_GIVEN DATA:_
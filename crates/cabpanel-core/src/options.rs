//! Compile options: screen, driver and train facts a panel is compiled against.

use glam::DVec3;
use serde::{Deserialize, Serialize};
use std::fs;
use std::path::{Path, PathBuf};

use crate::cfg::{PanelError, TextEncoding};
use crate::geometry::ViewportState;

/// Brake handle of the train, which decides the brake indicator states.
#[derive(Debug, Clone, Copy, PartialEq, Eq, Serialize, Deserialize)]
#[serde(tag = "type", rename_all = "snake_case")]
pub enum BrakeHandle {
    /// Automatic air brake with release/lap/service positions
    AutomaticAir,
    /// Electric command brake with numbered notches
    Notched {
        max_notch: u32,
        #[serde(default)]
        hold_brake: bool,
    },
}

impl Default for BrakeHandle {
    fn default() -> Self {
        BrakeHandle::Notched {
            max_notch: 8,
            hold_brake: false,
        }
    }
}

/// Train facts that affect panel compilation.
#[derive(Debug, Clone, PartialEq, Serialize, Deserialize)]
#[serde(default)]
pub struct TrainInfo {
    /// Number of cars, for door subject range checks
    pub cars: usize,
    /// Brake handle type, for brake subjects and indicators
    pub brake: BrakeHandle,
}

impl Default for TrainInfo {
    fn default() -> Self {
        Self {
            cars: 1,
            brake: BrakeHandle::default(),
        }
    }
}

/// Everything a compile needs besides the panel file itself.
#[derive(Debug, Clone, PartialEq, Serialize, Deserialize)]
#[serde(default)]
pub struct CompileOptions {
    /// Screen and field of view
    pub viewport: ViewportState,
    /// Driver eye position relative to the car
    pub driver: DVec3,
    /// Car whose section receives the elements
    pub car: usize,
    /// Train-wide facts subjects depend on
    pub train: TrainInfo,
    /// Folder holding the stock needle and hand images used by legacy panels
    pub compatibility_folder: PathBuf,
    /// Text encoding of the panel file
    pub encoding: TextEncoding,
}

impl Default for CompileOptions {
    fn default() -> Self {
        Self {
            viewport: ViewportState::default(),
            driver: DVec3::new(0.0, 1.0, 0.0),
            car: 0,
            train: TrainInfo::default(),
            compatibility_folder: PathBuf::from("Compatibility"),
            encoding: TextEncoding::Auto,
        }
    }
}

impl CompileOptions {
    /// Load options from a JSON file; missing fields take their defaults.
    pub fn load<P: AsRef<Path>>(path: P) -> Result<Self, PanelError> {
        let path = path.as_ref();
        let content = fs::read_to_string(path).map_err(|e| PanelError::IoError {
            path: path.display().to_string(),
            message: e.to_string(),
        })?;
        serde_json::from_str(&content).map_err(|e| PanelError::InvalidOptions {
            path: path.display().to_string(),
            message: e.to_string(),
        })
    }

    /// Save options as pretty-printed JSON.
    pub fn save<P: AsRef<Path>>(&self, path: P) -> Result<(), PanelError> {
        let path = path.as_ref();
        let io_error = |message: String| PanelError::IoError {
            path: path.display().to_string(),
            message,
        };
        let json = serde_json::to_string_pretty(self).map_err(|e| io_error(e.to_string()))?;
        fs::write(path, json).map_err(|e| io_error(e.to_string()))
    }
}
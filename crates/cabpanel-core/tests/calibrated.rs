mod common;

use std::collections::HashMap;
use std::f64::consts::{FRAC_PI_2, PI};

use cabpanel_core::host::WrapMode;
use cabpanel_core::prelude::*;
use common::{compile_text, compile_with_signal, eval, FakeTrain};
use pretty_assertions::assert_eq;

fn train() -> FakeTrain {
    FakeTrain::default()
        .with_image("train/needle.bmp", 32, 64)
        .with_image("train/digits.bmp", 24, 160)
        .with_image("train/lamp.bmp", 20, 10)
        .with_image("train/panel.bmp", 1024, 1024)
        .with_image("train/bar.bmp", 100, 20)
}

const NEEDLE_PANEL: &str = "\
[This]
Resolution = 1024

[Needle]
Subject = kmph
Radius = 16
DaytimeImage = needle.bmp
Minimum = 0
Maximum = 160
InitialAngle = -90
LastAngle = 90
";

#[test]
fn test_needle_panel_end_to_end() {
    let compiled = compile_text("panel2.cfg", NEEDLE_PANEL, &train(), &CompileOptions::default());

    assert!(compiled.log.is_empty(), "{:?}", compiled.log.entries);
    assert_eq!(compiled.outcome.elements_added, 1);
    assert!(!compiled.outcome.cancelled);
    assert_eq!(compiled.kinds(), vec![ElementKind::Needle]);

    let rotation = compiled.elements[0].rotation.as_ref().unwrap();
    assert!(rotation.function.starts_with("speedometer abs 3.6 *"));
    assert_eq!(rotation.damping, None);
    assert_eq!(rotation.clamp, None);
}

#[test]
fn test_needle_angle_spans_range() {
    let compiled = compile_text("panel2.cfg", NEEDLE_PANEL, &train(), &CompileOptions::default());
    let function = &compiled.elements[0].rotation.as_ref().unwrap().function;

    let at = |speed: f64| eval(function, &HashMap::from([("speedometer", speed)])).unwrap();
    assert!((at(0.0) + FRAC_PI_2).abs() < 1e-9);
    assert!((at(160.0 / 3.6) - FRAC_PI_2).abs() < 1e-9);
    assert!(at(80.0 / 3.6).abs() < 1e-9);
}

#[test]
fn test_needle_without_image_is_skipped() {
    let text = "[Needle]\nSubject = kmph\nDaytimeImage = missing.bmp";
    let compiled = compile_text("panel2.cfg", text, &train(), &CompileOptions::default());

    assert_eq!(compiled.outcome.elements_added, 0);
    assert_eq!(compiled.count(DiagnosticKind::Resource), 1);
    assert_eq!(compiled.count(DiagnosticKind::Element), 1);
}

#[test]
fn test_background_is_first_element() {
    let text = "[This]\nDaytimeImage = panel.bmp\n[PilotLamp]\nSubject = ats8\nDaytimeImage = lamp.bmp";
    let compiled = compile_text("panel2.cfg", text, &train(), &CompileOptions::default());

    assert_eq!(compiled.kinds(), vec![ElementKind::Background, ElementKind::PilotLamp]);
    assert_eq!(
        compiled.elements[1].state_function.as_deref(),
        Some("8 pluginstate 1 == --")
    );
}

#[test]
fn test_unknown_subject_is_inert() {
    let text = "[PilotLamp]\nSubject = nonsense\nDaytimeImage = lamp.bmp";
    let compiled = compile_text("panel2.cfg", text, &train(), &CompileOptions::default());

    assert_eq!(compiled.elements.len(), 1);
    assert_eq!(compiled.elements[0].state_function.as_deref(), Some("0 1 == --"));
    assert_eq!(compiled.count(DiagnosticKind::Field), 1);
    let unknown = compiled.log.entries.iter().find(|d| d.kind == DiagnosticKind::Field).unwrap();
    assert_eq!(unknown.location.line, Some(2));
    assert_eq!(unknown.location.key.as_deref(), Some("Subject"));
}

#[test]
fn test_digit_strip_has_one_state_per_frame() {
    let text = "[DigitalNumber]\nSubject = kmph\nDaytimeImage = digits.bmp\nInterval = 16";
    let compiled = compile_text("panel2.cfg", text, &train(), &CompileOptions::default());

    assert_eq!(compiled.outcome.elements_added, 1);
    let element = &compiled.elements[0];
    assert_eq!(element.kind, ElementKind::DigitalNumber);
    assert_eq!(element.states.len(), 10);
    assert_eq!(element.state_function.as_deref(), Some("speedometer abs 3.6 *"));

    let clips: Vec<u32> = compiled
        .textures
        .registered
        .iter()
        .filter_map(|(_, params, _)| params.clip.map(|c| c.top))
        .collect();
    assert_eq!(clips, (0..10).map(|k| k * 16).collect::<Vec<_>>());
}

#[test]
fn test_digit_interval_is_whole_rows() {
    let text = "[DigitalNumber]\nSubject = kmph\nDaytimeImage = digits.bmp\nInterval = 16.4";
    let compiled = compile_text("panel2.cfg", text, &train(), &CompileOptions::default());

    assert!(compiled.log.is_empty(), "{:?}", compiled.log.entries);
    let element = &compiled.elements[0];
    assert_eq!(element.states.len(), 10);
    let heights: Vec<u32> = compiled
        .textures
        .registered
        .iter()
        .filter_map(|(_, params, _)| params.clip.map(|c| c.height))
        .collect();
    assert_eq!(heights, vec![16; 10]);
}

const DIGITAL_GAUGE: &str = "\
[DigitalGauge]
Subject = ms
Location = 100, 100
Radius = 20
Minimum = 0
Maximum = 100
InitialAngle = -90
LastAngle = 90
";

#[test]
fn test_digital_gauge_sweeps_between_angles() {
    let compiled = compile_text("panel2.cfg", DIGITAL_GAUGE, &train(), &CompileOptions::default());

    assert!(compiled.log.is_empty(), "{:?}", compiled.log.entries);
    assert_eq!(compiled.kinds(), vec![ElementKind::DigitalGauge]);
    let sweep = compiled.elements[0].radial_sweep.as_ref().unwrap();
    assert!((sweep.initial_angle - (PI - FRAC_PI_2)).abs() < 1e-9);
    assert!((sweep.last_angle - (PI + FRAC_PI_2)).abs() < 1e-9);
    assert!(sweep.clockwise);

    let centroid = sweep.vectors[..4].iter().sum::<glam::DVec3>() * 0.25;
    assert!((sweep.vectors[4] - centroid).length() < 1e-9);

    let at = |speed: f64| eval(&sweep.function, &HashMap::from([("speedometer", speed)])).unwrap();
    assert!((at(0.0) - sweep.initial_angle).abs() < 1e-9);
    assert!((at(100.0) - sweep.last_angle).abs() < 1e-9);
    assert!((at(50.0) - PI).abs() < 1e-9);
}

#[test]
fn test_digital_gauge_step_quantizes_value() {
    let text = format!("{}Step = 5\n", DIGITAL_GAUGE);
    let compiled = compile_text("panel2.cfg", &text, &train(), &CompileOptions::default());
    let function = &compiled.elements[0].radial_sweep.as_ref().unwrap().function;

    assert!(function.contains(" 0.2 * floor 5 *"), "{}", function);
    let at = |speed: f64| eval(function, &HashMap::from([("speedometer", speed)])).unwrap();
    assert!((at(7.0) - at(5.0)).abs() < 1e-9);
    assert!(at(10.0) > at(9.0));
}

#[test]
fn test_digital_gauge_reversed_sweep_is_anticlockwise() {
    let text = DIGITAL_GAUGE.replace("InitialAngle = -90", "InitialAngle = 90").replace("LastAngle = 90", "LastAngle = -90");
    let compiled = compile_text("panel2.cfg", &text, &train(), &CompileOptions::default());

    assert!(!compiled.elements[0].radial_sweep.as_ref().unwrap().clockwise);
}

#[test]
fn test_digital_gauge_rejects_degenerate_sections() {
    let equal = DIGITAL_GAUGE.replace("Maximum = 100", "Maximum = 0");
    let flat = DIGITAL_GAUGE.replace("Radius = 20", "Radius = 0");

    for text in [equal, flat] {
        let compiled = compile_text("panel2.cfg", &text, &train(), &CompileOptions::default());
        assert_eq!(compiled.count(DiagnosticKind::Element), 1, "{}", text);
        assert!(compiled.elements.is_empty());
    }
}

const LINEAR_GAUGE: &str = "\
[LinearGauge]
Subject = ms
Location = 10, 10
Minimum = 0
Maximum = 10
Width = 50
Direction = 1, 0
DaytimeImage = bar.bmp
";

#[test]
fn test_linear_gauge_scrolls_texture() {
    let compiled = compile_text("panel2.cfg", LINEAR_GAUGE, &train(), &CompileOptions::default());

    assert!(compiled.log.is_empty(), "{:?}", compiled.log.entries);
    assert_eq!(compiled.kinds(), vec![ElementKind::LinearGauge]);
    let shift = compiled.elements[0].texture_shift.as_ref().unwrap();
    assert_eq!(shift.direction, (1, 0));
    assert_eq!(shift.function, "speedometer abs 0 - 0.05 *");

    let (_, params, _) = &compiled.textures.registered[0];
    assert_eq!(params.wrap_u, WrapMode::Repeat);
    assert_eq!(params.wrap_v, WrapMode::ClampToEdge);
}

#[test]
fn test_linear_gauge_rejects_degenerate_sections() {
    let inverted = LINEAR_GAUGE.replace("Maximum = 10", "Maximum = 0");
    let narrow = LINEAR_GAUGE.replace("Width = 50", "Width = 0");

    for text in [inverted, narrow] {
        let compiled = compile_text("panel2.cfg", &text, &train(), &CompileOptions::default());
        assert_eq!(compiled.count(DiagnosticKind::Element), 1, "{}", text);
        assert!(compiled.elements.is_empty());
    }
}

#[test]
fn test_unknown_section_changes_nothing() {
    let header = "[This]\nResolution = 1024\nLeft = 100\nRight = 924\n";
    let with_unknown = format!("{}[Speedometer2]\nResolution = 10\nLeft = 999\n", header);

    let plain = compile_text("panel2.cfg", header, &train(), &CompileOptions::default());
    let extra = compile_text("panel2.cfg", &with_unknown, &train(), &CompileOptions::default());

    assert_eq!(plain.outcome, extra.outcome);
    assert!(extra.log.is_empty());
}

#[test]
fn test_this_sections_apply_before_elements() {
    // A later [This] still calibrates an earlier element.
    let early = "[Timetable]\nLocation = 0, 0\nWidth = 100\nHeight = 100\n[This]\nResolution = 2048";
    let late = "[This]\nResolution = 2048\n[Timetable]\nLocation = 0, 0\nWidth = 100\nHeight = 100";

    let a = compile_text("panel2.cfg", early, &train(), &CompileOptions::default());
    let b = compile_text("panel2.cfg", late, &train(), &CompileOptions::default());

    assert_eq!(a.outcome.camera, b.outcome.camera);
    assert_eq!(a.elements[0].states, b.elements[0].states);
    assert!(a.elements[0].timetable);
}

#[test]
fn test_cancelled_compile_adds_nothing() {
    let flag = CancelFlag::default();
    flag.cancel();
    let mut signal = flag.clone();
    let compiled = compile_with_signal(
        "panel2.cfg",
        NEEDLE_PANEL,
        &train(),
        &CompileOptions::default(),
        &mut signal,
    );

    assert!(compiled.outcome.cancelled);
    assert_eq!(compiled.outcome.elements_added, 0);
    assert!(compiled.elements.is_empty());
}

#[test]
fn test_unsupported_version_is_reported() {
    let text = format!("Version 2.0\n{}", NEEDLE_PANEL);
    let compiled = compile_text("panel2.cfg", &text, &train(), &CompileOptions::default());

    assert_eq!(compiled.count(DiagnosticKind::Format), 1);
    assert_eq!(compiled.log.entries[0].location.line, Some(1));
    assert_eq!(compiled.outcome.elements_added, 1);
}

_INSTRUCTIONS TO FOLLOW:_ From the opening line of the data above through the line holding "use crate::geometry::ViewportState;", give every line again exactly as it stands.

_RESULT BELOW:_
filename crates/cabpanel-core/src/options.rs
//! Compile options: screen, driver and train facts a panel is compiled against.

use glam::DVec3;
use serde::{Deserialize, Serialize};
use std::fs;
use std::path::{Path, PathBuf};

use crate::cfg::{PanelError, TextEncoding};
use crate::geometry::ViewportState;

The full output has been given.